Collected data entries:

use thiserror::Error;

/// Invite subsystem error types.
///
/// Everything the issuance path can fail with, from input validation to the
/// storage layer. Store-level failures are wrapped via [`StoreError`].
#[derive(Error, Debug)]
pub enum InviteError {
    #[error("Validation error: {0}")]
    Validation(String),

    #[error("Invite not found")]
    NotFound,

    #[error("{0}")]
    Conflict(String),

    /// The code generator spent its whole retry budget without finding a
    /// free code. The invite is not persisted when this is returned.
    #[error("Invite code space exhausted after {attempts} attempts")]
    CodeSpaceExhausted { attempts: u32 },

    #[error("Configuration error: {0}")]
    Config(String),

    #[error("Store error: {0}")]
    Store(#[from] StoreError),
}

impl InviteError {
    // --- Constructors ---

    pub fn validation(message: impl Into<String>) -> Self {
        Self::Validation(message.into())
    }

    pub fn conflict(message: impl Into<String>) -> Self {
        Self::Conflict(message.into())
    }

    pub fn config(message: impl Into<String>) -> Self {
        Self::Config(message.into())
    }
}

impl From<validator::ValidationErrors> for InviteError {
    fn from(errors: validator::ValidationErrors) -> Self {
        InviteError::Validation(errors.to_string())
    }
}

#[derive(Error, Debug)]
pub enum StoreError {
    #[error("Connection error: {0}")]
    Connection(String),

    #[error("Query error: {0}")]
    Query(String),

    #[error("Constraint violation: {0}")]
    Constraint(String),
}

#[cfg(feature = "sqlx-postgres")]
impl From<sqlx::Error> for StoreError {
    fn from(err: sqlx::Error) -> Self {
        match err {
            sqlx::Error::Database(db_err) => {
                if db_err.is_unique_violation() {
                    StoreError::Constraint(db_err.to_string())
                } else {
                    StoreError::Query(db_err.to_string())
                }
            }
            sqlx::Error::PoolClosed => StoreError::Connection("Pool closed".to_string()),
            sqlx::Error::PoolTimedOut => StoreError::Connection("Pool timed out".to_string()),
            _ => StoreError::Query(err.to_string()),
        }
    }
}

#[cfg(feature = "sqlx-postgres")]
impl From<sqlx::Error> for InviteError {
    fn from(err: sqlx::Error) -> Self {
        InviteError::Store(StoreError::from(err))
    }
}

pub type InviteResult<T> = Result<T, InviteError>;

---

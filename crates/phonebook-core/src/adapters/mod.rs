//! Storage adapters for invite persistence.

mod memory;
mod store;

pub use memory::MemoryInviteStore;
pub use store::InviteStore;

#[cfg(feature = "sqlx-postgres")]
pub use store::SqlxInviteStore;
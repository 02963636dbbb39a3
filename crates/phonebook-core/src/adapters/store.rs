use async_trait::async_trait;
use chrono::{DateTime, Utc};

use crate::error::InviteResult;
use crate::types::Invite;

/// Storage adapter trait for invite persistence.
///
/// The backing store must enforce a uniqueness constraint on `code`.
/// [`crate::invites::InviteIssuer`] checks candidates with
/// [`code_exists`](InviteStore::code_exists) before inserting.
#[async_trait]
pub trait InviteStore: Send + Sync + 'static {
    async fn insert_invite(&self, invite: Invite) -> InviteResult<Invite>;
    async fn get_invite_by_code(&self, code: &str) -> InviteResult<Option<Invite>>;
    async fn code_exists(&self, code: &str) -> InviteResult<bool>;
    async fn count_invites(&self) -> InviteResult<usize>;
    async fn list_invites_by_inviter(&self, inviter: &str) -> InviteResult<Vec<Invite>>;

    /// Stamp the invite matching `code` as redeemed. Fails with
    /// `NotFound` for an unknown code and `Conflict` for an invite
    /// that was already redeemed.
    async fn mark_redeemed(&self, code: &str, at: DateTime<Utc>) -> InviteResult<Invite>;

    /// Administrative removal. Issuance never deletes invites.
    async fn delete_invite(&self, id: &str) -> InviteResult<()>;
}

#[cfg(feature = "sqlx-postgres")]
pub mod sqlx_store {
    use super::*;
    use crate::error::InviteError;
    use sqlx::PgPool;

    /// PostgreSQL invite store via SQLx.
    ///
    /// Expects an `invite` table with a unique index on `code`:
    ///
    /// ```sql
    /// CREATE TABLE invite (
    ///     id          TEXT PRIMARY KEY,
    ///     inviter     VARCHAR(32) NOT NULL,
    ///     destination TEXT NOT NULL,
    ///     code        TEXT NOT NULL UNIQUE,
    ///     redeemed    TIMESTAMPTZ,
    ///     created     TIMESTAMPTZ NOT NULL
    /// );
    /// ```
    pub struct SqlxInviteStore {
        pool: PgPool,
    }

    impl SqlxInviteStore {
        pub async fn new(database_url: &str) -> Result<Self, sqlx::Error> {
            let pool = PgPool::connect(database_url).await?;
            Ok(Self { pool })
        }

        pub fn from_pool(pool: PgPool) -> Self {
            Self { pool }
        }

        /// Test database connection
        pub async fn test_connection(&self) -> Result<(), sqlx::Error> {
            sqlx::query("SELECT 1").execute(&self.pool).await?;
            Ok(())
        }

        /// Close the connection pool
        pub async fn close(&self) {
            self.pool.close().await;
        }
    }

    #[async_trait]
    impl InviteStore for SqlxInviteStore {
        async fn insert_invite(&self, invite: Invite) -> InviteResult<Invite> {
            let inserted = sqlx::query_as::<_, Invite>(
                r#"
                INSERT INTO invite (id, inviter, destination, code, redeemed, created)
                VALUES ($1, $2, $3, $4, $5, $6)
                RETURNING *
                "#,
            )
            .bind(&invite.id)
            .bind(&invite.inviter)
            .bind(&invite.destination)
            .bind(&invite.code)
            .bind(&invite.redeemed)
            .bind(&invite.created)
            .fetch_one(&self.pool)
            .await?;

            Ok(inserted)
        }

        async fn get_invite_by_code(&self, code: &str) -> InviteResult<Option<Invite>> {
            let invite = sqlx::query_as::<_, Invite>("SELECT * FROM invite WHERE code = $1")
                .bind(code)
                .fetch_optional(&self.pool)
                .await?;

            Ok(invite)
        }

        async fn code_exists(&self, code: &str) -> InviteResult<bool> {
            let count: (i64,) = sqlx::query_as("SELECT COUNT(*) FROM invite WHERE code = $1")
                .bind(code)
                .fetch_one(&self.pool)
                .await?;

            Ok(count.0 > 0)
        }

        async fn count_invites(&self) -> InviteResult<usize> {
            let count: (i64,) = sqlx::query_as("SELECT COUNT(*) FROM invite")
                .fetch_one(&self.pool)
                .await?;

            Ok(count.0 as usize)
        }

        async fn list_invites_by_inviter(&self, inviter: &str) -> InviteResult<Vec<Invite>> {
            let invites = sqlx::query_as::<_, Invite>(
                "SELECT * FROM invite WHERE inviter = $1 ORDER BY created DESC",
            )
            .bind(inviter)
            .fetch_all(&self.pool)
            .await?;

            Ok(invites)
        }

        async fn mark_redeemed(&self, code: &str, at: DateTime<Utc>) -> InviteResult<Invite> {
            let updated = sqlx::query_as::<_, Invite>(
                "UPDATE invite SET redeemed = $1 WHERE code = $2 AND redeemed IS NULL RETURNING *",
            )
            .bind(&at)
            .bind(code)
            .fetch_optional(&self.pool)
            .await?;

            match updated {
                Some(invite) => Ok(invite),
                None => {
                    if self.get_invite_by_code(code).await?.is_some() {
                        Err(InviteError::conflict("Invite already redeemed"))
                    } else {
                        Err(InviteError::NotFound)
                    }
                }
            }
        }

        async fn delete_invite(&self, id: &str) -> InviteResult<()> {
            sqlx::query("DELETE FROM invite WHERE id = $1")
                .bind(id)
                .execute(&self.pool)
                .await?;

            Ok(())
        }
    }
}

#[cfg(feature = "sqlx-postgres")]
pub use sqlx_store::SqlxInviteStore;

*Exercise aim*: When you reach the line with "invite SET redeemed" in the records above, start writing out lines exactly, and stop once the line with "pub use sqlx_store::SqlxInviteStore;" has been written; include nothing else.

*Task output*:
                "UPDATE invite SET redeemed = $1 WHERE code = $2 AND redeemed IS NULL RETURNING *",
            )
            .bind(&at)
            .bind(code)
            .fetch_optional(&self.pool)
            .await?;

            match updated {
                Some(invite) => Ok(invite),
                None => {
                    if self.get_invite_by_code(code).await?.is_some() {
                        Err(InviteError::conflict("Invite already redeemed"))
                    } else {
                        Err(InviteError::NotFound)
                    }
                }
            }
        }

        async fn delete_invite(&self, id: &str) -> InviteResult<()> {
            sqlx::query("DELETE FROM invite WHERE id = $1")
                .bind(id)
                .execute(&self.pool)
                .await?;

            Ok(())
        }
    }
}

#[cfg(feature = "sqlx-postgres")]
pub use sqlx_store::SqlxInviteStore;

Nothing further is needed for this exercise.